**WHAT IS BEING ASKED:** With the records below as input, work out how many lines include the word "cloned". Give only the number.

[Start of section]

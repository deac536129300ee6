// SPDX-License-Identifier: Parity-7.0.0 OR PolyForm-Noncommercial-1.0.0
//! The command list's record of what the primary context has bound.

use crate::device::GraphicsDevice;
use crate::driver::{
    BufferTarget, BufferId, Capability, ColorWriteChannels, Driver, FramebufferId, IndexType,
    ProgramId, Rectangle, Viewport,
};
use crate::pipeline::{BindingTarget, DescriptorSet, PipelineState};
use crate::resources::{Buffer, SamplerState, Texture};
use crate::state::{AppliedBlend, AppliedDepthStencil, AppliedRasterizer, toggle};
use crate::{
    MAX_CONSTANT_BUFFERS, MAX_DESCRIPTOR_SETS, MAX_TEXTURE_UNITS, MAX_VERTEX_BUFFERS,
};
use std::sync::Arc;

#[derive(Debug, Clone, PartialEq, Default)]
pub(crate) struct VertexBufferView {
    pub(crate) buffer: Option<Buffer>,
    pub(crate) offset: usize,
    /// Zero leaves every attribute reading this slot disabled.
    pub(crate) stride: u32,
}

#[derive(Debug, Clone, PartialEq)]
pub(crate) struct IndexBufferView {
    pub(crate) buffer: Buffer,
    pub(crate) offset: usize,
    pub(crate) index_type: IndexType,
}

/// Everything the command list believes is bound on the primary context.
///
/// Two kinds of entries live here.  Requested entries (`shader_resource_views`,
/// `sampler_states`, `vertex_buffers`, `descriptor_sets`, viewports, the
/// pending pipeline) are what the caller asked for; they reach the driver in
/// the next draw.  Bound entries (`bound_textures`, the applied states, the
/// bound program and framebuffer, the enabled attribute lanes) are what the
/// driver holds right now, and every driver call the command list makes keeps
/// them true.
pub struct BoundState {
    pub(crate) current_pipeline: Arc<PipelineState>,
    pub(crate) pending_pipeline: Arc<PipelineState>,

    pub(crate) blend: AppliedBlend,
    pub(crate) depth_stencil: AppliedDepthStencil,
    pub(crate) rasterizer: AppliedRasterizer,
    pub(crate) stencil_reference: i32,
    pub(crate) blend_factor: [f32; 4],
    pub(crate) framebuffer_srgb: bool,

    pub(crate) bound_textures: Vec<Option<Texture>>,
    pub(crate) shader_resource_views: Vec<Option<Texture>>,
    pub(crate) sampler_states: Vec<Option<SamplerState>>,
    /// `None` when creation on the primary context may have changed it.
    pub(crate) active_texture: Option<u32>,

    pub(crate) vertex_buffers: Vec<VertexBufferView>,
    pub(crate) vertex_buffers_dirty: bool,
    pub(crate) enabled_vertex_attribs: u64,
    pub(crate) index_buffer: Option<IndexBufferView>,
    pub(crate) constant_buffers: Vec<Option<Buffer>>,
    pub(crate) descriptor_sets: Vec<Option<DescriptorSet>>,

    pub(crate) bound_program: ProgramId,
    pub(crate) bound_framebuffer: FramebufferId,
    pub(crate) render_targets: Vec<Texture>,
    pub(crate) depth_stencil_buffer: Option<Texture>,

    pub(crate) viewports: Vec<Viewport>,
    pub(crate) viewports_dirty: bool,
    pub(crate) scissors: Vec<Rectangle>,
}

impl BoundState {
    /// The state of a freshly created context.
    pub(crate) fn new(default_pipeline: &Arc<PipelineState>) -> Self {
        BoundState {
            current_pipeline: default_pipeline.clone(),
            pending_pipeline: default_pipeline.clone(),
            blend: AppliedBlend::baseline(),
            depth_stencil: AppliedDepthStencil::baseline(),
            rasterizer: AppliedRasterizer::baseline(),
            stencil_reference: 0,
            blend_factor: [0.0; 4],
            framebuffer_srgb: false,
            bound_textures: vec![None; MAX_TEXTURE_UNITS],
            shader_resource_views: vec![None; MAX_TEXTURE_UNITS],
            sampler_states: vec![None; MAX_TEXTURE_UNITS],
            active_texture: Some(0),
            vertex_buffers: vec![VertexBufferView::default(); MAX_VERTEX_BUFFERS],
            vertex_buffers_dirty: false,
            enabled_vertex_attribs: 0,
            index_buffer: None,
            constant_buffers: vec![None; MAX_CONSTANT_BUFFERS],
            descriptor_sets: vec![None; MAX_DESCRIPTOR_SETS],
            bound_program: ProgramId::NONE,
            bound_framebuffer: FramebufferId::WINDOW,
            render_targets: Vec::new(),
            depth_stencil_buffer: None,
            viewports: Vec::new(),
            viewports_dirty: false,
            scissors: Vec::new(),
        }
    }

    /// Drops requested resources and puts the fixed-function state back to
    /// the device defaults.
    pub(crate) fn clear_state<D: Driver>(&mut self, device: &GraphicsDevice<D>, driver: &mut D) {
        self.shader_resource_views.fill(None);
        self.sampler_states.fill(None);
        driver.active_texture(0);
        self.active_texture = Some(0);

        let default = device.default_pipeline().clone();
        self.current_pipeline = default.clone();
        self.pending_pipeline = default.clone();

        toggle(driver, Capability::Blend, &mut self.blend.enabled, false);
        if self.blend.color_mask != ColorWriteChannels::ALL {
            driver.color_mask(ColorWriteChannels::ALL);
            self.blend.color_mask = ColorWriteChannels::ALL;
        }
        default
            .depth_stencil()
            .apply(driver, &mut self.depth_stencil, self.stencil_reference);
        default.rasterizer().apply(driver, &mut self.rasterizer);
        toggle(
            driver,
            Capability::FramebufferSrgb,
            &mut self.framebuffer_srgb,
            device.config().srgb_framebuffer,
        );
    }

    /// Makes the active unit's binding unknown after creation ran on the
    /// primary context.
    pub(crate) fn forget_active_unit(&mut self) {
        match self.active_texture {
            Some(unit) => self.bound_textures[unit as usize] = None,
            None => self.bound_textures.fill(None),
        }
        self.active_texture = None;
    }

    pub(crate) fn activate_unit<D: Driver>(&mut self, driver: &mut D, unit: u32) {
        if self.active_texture != Some(unit) {
            driver.active_texture(unit);
            self.active_texture = Some(unit);
        }
    }

    pub(crate) fn bind_framebuffer<D: Driver>(&mut self, driver: &mut D, framebuffer: FramebufferId) {
        if self.bound_framebuffer != framebuffer {
            driver.bind_framebuffer(framebuffer);
            self.bound_framebuffer = framebuffer;
        }
    }

    pub fn bound_program(&self) -> ProgramId {
        self.bound_program
    }

    pub fn bound_framebuffer(&self) -> FramebufferId {
        self.bound_framebuffer
    }

    /// The texture the driver has bound on `unit`, as far as the mirror knows.
    pub fn bound_texture(&self, unit: u32) -> Option<&Texture> {
        self.bound_textures.get(unit as usize)?.as_ref()
    }

    pub fn active_texture(&self) -> Option<u32> {
        self.active_texture
    }

    /// Bit `i` is set when attribute lane `i` is enabled.
    pub fn enabled_vertex_attribs(&self) -> u64 {
        self.enabled_vertex_attribs
    }

    pub fn index_buffer(&self) -> Option<&Buffer> {
        self.index_buffer.as_ref().map(|view| &view.buffer)
    }

    pub fn current_pipeline(&self) -> &Arc<PipelineState> {
        &self.current_pipeline
    }

    pub fn render_targets(&self) -> &[Texture] {
        &self.render_targets
    }

    pub fn depth_stencil_buffer(&self) -> Option<&Texture> {
        self.depth_stencil_buffer.as_ref()
    }

    pub fn applied_blend(&self) -> &AppliedBlend {
        &self.blend
    }

    pub fn applied_depth_stencil(&self) -> &AppliedDepthStencil {
        &self.depth_stencil
    }

    pub fn applied_rasterizer(&self) -> &AppliedRasterizer {
        &self.rasterizer
    }
}

impl std::fmt::Debug for BoundState {
    fn fmt(&self, f: &mut std::fmt::Formatter<'_>) -> std::fmt::Result {
        f.debug_struct("BoundState")
            .field("bound_program", &self.bound_program)
            .field("bound_framebuffer", &self.bound_framebuffer)
            .field("active_texture", &self.active_texture)
            .field("enabled_vertex_attribs", &self.enabled_vertex_attribs)
            .field("blend", &self.blend)
            .field("depth_stencil", &self.depth_stencil)
            .field("rasterizer", &self.rasterizer)
            .finish_non_exhaustive()
    }
}

/// Binds constant buffer `slot` when it differs from what the mirror holds.
pub(crate) fn bind_constant_buffer<D: Driver>(
    driver: &mut D,
    constant_buffers: &mut [Option<Buffer>],
    slot: u32,
    buffer: Option<&Buffer>,
) {
    let current = &mut constant_buffers[slot as usize];
    if current.as_ref() != buffer {
        *current = buffer.cloned();
        let id = buffer.map_or(BufferId::NONE, Buffer::buffer_id);
        driver.bind_buffer_base(BufferTarget::Uniform, slot, id);
    }
}

/// Receives descriptor-set bindings during a draw.
///
/// Borrows the mirror field by field so the descriptor sets being routed can
/// stay borrowed alongside.
pub(crate) struct Binder<'a, D: Driver> {
    pub(crate) driver: &'a mut D,
    pub(crate) shader_resource_views: &'a mut [Option<Texture>],
    pub(crate) sampler_states: &'a mut [Option<SamplerState>],
    pub(crate) constant_buffers: &'a mut [Option<Buffer>],
}

impl<D: Driver> BindingTarget for Binder<'_, D> {
    fn set_shader_resource(&mut self, slot: u32, texture: Option<&Texture>) {
        self.shader_resource_views[slot as usize] = texture.cloned();
    }

    fn set_sampler(&mut self, slot: u32, sampler: Option<&SamplerState>) {
        self.sampler_states[slot as usize] = sampler.cloned();
    }

    fn set_constant_buffer(&mut self, slot: u32, buffer: Option<&Buffer>) {
        bind_constant_buffer(self.driver, self.constant_buffers, slot, buffer);
    }
}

[End of section]

**ANSWER BOX:** 3